→ **WORK ORDER**:
Go through the data and retrieve each line that includes the string "whose".

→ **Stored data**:
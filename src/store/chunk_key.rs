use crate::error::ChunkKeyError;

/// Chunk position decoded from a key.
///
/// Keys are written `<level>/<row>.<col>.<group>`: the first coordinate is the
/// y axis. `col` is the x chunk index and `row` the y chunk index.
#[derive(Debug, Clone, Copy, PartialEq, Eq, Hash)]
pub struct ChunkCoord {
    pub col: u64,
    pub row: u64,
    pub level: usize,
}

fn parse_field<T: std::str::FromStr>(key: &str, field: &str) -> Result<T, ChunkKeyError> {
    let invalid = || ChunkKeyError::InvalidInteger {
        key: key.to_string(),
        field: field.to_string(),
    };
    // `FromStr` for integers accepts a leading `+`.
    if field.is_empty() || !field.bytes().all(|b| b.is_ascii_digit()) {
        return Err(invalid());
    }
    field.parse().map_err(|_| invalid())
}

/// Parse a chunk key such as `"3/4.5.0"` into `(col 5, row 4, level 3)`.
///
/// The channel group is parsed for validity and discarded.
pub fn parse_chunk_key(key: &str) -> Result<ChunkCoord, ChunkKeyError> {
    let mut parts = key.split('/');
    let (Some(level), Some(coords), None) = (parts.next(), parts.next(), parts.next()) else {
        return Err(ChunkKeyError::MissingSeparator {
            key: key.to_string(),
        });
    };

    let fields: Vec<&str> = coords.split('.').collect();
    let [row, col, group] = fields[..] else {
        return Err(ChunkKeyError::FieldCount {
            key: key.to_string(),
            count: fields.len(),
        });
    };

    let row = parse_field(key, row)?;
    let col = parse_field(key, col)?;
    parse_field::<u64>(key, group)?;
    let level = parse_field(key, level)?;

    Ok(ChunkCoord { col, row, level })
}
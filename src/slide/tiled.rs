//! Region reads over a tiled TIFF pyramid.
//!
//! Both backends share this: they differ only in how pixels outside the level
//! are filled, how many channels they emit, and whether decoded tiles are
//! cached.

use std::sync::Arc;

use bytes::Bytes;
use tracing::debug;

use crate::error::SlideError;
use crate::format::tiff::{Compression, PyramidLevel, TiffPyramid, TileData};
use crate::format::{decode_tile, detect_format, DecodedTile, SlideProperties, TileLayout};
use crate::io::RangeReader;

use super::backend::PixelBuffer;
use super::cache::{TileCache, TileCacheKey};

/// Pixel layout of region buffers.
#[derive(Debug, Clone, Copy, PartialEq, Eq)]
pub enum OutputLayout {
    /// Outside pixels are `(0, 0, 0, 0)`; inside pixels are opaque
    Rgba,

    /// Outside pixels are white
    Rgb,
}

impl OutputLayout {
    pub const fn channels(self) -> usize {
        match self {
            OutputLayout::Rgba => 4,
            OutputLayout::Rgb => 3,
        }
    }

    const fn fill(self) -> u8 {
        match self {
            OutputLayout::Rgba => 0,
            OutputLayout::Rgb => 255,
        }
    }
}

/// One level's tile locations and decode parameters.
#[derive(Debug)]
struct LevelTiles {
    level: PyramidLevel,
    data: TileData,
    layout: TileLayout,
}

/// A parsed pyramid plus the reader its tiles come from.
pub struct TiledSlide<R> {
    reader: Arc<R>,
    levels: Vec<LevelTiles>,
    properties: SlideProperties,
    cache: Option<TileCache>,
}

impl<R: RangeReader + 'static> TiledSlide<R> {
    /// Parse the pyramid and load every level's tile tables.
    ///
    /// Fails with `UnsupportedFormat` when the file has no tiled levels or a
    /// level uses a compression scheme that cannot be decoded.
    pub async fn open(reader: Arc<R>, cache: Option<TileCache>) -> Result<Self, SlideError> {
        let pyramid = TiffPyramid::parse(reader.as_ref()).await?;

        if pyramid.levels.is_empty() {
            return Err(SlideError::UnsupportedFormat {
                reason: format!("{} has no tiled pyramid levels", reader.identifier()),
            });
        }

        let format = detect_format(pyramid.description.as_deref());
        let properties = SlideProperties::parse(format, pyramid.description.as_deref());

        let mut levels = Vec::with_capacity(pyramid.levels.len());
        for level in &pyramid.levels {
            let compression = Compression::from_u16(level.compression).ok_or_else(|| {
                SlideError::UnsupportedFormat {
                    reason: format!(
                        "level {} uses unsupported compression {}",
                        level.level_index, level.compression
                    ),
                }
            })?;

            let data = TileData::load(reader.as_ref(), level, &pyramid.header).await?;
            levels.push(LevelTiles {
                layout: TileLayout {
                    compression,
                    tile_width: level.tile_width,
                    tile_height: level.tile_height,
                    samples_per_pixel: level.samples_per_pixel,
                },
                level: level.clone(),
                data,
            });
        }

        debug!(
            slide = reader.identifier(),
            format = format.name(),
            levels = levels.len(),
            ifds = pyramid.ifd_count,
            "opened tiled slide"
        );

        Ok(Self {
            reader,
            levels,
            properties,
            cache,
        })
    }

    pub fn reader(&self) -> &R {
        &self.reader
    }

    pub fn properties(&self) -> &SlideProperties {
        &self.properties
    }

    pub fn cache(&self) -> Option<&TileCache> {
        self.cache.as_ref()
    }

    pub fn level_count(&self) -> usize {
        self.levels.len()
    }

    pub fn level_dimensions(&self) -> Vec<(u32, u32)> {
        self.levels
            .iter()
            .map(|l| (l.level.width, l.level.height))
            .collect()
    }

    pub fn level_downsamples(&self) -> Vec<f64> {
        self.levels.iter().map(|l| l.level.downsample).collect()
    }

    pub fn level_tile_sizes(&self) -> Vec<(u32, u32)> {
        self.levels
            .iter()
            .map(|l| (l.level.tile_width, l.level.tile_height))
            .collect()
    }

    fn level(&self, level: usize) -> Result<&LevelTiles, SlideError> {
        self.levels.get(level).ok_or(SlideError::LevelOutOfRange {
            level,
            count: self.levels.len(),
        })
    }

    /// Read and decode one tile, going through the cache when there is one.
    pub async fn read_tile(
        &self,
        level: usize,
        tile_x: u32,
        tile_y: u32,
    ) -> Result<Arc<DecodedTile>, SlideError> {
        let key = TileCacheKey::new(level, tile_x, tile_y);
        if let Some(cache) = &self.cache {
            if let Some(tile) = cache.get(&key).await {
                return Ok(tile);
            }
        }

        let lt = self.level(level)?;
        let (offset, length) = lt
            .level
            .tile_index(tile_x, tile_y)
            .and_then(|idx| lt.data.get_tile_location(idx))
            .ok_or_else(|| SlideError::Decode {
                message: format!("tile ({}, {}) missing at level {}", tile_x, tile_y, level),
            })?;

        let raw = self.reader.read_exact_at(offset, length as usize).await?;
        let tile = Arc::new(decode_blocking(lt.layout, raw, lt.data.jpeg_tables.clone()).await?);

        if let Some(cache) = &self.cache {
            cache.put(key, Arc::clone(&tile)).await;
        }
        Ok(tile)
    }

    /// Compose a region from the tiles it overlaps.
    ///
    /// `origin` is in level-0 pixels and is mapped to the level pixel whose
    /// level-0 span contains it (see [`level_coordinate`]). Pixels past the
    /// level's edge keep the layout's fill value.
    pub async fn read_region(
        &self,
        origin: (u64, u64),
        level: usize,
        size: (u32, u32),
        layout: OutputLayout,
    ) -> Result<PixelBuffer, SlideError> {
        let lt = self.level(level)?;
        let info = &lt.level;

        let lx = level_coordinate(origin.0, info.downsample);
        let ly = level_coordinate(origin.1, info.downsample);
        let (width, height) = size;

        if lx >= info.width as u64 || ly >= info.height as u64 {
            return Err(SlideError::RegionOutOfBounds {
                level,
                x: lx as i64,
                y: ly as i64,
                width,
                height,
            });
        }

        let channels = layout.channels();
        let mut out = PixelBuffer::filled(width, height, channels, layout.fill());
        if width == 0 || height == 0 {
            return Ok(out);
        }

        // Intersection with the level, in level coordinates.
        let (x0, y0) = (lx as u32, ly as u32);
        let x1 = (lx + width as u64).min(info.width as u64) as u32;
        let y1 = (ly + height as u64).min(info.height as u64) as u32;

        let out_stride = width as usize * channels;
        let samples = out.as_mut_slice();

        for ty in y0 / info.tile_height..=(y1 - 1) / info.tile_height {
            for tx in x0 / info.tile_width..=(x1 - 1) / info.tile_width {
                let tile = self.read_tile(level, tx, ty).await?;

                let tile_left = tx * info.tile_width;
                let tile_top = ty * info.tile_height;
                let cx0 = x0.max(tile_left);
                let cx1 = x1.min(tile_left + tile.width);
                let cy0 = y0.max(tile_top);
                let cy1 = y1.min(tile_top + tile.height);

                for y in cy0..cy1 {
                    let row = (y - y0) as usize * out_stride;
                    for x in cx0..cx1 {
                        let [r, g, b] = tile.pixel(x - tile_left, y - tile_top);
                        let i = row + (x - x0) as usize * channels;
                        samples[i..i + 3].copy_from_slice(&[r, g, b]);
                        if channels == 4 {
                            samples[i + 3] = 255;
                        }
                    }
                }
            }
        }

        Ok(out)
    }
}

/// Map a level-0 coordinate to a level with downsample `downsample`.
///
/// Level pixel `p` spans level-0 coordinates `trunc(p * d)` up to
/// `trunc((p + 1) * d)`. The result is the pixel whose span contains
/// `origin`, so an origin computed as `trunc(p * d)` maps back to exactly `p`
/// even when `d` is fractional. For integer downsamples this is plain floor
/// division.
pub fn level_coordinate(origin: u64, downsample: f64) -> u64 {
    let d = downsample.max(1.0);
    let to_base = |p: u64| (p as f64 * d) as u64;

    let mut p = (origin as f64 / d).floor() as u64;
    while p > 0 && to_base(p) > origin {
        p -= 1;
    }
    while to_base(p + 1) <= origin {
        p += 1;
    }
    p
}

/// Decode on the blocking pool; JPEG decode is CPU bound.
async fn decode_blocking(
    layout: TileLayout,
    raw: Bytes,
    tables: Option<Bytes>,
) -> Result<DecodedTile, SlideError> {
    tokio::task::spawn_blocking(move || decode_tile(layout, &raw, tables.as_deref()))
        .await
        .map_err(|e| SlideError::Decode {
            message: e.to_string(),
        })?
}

→ **REPLY**:
    /// `origin` is in level-0 pixels and is mapped to the level pixel whose
/// `trunc((p + 1) * d)`. The result is the pixel whose span contains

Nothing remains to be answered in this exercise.